(Beginning of Data section)

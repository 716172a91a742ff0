//! Extracted feature repository implementation.

use std::collections::BTreeMap;
use std::sync::Arc;

use async_trait::async_trait;
use sqlx::postgres::PgRow;
use sqlx::types::Json;
use sqlx::Row;
use tracing::info;

use newsfeat_core::{
    ArticleId, ArticleStatus, Asset, CreateFeaturesRequest, Error, ExpectationMatch,
    ExtractedFeatures, FeatureRepository, ImpactDirection, ImpactDuration, Institution,
    MarketDirection, Result, Sentiment, StoredFeatures, Tone, Urgency,
};

use crate::pool::SharedPool;

/// Columns written for one extraction, in bind order.
const INSERT_COLUMNS: [&str; 28] = [
    "article_id",
    "unlu_isimler",
    "firmalar",
    "ulkeler",
    "kurumlar",
    "is_makroekonomi",
    "is_mikroekonomi",
    "alt_kategori",
    "guven_skoru_makro",
    "olay_tipi",
    "etki_yonu",
    "etkilenen_varlik_sinifi",
    "piyasa_etki_tahmini",
    "etki_degeri_confidence",
    "duygu",
    "duygu_skoru",
    "ton",
    "aciliyet",
    "surpriz_mi",
    "surpriz_confidence",
    "etki_suresi",
    "gelecege_yonelik_mi",
    "gelecek_confidence",
    "sayisal_degerler",
    "beklenti_karsilama",
    "extraction_date",
    "model_version",
    "processing_time_ms",
];

/// `INSERT ... RETURNING id` with one placeholder per entry of [`INSERT_COLUMNS`].
fn insert_sql() -> String {
    let placeholders = (1..=INSERT_COLUMNS.len())
        .map(|i| format!("${}", i))
        .collect::<Vec<_>>()
        .join(", ");
    format!(
        "INSERT INTO extracted_features ({}) VALUES ({}) RETURNING id",
        INSERT_COLUMNS.join(", "),
        placeholders
    )
}

/// PostgreSQL implementation of FeatureRepository over `extracted_features`.
///
/// Inserts are not retried here. A failed insert fails the unit of work and
/// the queue decides whether it runs again.
pub struct PgFeatureRepository {
    pool: Arc<SharedPool>,
}

impl PgFeatureRepository {
    pub fn new(pool: Arc<SharedPool>) -> Self {
        Self { pool }
    }

    fn parse_column<T>(
        row: &PgRow,
        column: &str,
        parse: fn(&str) -> Option<T>,
    ) -> Result<T> {
        let raw: String = row.get(column);
        parse(&raw).ok_or_else(|| {
            Error::Internal(format!("unexpected value {:?} in column {}", raw, column))
        })
    }

    fn row_to_stored(row: &PgRow) -> Result<StoredFeatures> {
        let assets: Vec<String> = row.get("etkilenen_varlik_sinifi");
        let affected_assets = assets
            .iter()
            .map(|a| {
                Asset::parse(a)
                    .ok_or_else(|| Error::Internal(format!("unexpected asset {:?}", a)))
            })
            .collect::<Result<Vec<_>>>()?;

        let Json(institutions): Json<Vec<Institution>> = row.get("kurumlar");
        let Json(market_impact): Json<BTreeMap<Asset, MarketDirection>> =
            row.get("piyasa_etki_tahmini");
        let Json(numeric_values): Json<serde_json::Map<String, serde_json::Value>> =
            row.get("sayisal_degerler");

        let features = ExtractedFeatures {
            notable_people: row.get("unlu_isimler"),
            companies: row.get("firmalar"),
            countries: row.get("ulkeler"),
            institutions,
            is_macroeconomic: row.get("is_makroekonomi"),
            is_microeconomic: row.get("is_mikroekonomi"),
            subcategory: row.get::<i16, _>("alt_kategori") as u8,
            macro_confidence: row.get("guven_skoru_makro"),
            event_type: row.get("olay_tipi"),
            impact_direction: Self::parse_column(row, "etki_yonu", ImpactDirection::parse)?,
            affected_assets,
            market_impact,
            impact_confidence: row.get("etki_degeri_confidence"),
            sentiment: Self::parse_column(row, "duygu", Sentiment::parse)?,
            sentiment_score: row.get("duygu_skoru"),
            tone: Self::parse_column(row, "ton", Tone::parse)?,
            urgency: Self::parse_column(row, "aciliyet", Urgency::parse)?,
            is_surprise: row.get("surpriz_mi"),
            surprise_confidence: row.get("surpriz_confidence"),
            impact_duration: Self::parse_column(row, "etki_suresi", ImpactDuration::parse)?,
            is_forward_looking: row.get("gelecege_yonelik_mi"),
            forward_confidence: row.get("gelecek_confidence"),
            numeric_values,
            expectation_match: Self::parse_column(
                row,
                "beklenti_karsilama",
                ExpectationMatch::parse,
            )?,
        };

        Ok(StoredFeatures {
            id: row.get("id"),
            article_id: row.get("article_id"),
            features,
            extraction_date: row.get("extraction_date"),
            model_version: row.get("model_version"),
            processing_time_ms: row.get("processing_time_ms"),
        })
    }
}

#[async_trait]
impl FeatureRepository for PgFeatureRepository {
    async fn insert_with_status(&self, req: CreateFeaturesRequest) -> Result<i64> {
        let pool = self.pool.get().await?;
        let f = &req.features;

        let mut tx = pool.begin().await?;

        let sql = insert_sql();
        let id: i64 = sqlx::query_scalar(&sql)
            .bind(req.article_id)
            .bind(&f.notable_people)
            .bind(&f.companies)
            .bind(&f.countries)
            .bind(Json(&f.institutions))
            .bind(f.is_macroeconomic)
            .bind(f.is_microeconomic)
            .bind(f.subcategory as i16)
            .bind(f.macro_confidence)
            .bind(&f.event_type)
            .bind(f.impact_direction.as_str())
            .bind(f.affected_asset_names())
            .bind(Json(&f.market_impact))
            .bind(f.impact_confidence)
            .bind(f.sentiment.as_str())
            .bind(f.sentiment_score)
            .bind(f.tone.as_str())
            .bind(f.urgency.as_str())
            .bind(f.is_surprise)
            .bind(f.surprise_confidence)
            .bind(f.impact_duration.as_str())
            .bind(f.is_forward_looking)
            .bind(f.forward_confidence)
            .bind(Json(&f.numeric_values))
            .bind(f.expectation_match.as_str())
            .bind(req.extraction_date)
            .bind(&req.model_version)
            .bind(req.processing_time_ms)
            .fetch_one(&mut *tx)
            .await?;

        sqlx::query("UPDATE news SET status = $1, updated_at = NOW() WHERE id = $2")
            .bind(ArticleStatus::Success.as_str())
            .bind(req.article_id)
            .execute(&mut *tx)
            .await?;

        tx.commit().await?;

        info!(
            subsystem = "database",
            component = "features",
            op = "insert",
            article_id = req.article_id,
            feature_id = id,
            processing_time_ms = req.processing_time_ms,
            "Features saved"
        );
        Ok(id)
    }

    async fn list_for_article(&self, article_id: ArticleId) -> Result<Vec<StoredFeatures>> {
        let pool = self.pool.get().await?;

        let rows = sqlx::query(
            r#"
            SELECT *
            FROM extracted_features
            WHERE article_id = $1
            ORDER BY extraction_date ASC, id ASC
            "#,
        )
        .bind(article_id)
        .fetch_all(pool.as_ref())
        .await?;

        rows.iter().map(Self::row_to_stored).collect()
    }
}
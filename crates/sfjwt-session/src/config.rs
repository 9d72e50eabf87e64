//! Configuration for the session store.

use std::time::Duration;

/// Default maximum number of live sessions.
pub const DEFAULT_MAX_SESSIONS: usize = 1_000;

/// Default idle lifetime of a session.
pub const DEFAULT_TTL: Duration = Duration::from_secs(3600);

/// Configuration for the session store.
#[derive(Debug, Clone)]
pub struct CacheConfig {
    /// Sessions kept before the least recently used one is evicted.
    pub max_sessions: usize,

    /// Idle time after which a session expires. `None` disables expiry.
    pub ttl: Option<Duration>,

    /// Interval of the background sweep started by
    /// [`SessionCache::spawn_cleanup_task`](crate::SessionCache::spawn_cleanup_task).
    pub cleanup_interval: Duration,
}

impl Default for CacheConfig {
    fn default() -> Self {
        Self {
            max_sessions: DEFAULT_MAX_SESSIONS,
            ttl: Some(DEFAULT_TTL),
            cleanup_interval: Duration::from_secs(60),
        }
    }
}

impl CacheConfig {
    pub fn new() -> Self {
        Self::default()
    }

    pub fn with_max_sessions(mut self, max: usize) -> Self {
        self.max_sessions = max;
        self
    }

    pub fn with_ttl(mut self, ttl: Duration) -> Self {
        self.ttl = Some(ttl);
        self
    }

    /// Sessions never expire; only LRU eviction removes them.
    pub fn without_ttl(mut self) -> Self {
        self.ttl = None;
        self
    }

    pub fn with_cleanup_interval(mut self, interval: Duration) -> Self {
        self.cleanup_interval = interval;
        self
    }
}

(End of Data section)

**Your instructions:**
Reproduce, line for line, the material, starting at its first line, and end once the line holding "fn row_to_stored(row: &PgRow)" has been output.

**Answer to this exercise:**
repository 716172a91a742ff0
//! Extracted feature repository implementation.

use std::collections::BTreeMap;
use std::sync::Arc;

use async_trait::async_trait;
use sqlx::postgres::PgRow;
use sqlx::types::Json;
use sqlx::Row;
use tracing::info;

use newsfeat_core::{
    ArticleId, ArticleStatus, Asset, CreateFeaturesRequest, Error, ExpectationMatch,
    ExtractedFeatures, FeatureRepository, ImpactDirection, ImpactDuration, Institution,
    MarketDirection, Result, Sentiment, StoredFeatures, Tone, Urgency,
};

use crate::pool::SharedPool;

/// Columns written for one extraction, in bind order.
const INSERT_COLUMNS: [&str; 28] = [
    "article_id",
    "unlu_isimler",
    "firmalar",
    "ulkeler",
    "kurumlar",
    "is_makroekonomi",
    "is_mikroekonomi",
    "alt_kategori",
    "guven_skoru_makro",
    "olay_tipi",
    "etki_yonu",
    "etkilenen_varlik_sinifi",
    "piyasa_etki_tahmini",
    "etki_degeri_confidence",
    "duygu",
    "duygu_skoru",
    "ton",
    "aciliyet",
    "surpriz_mi",
    "surpriz_confidence",
    "etki_suresi",
    "gelecege_yonelik_mi",
    "gelecek_confidence",
    "sayisal_degerler",
    "beklenti_karsilama",
    "extraction_date",
    "model_version",
    "processing_time_ms",
];

/// `INSERT ... RETURNING id` with one placeholder per entry of [`INSERT_COLUMNS`].
fn insert_sql() -> String {
    let placeholders = (1..=INSERT_COLUMNS.len())
        .map(|i| format!("${}", i))
        .collect::<Vec<_>>()
        .join(", ");
    format!(
        "INSERT INTO extracted_features ({}) VALUES ({}) RETURNING id",
        INSERT_COLUMNS.join(", "),
        placeholders
    )
}

/// PostgreSQL implementation of FeatureRepository over `extracted_features`.
///
/// Inserts are not retried here. A failed insert fails the unit of work and
/// the queue decides whether it runs again.
pub struct PgFeatureRepository {
    pool: Arc<SharedPool>,
}

impl PgFeatureRepository {
    pub fn new(pool: Arc<SharedPool>) -> Self {
        Self { pool }
    }

    fn parse_column<T>(
        row: &PgRow,
        column: &str,
        parse: fn(&str) -> Option<T>,
    ) -> Result<T> {
        let raw: String = row.get(column);
        parse(&raw).ok_or_else(|| {
            Error::Internal(format!("unexpected value {:?} in column {}", raw, column))
        })
    }

    fn row_to_stored(row: &PgRow) -> Result<StoredFeatures> {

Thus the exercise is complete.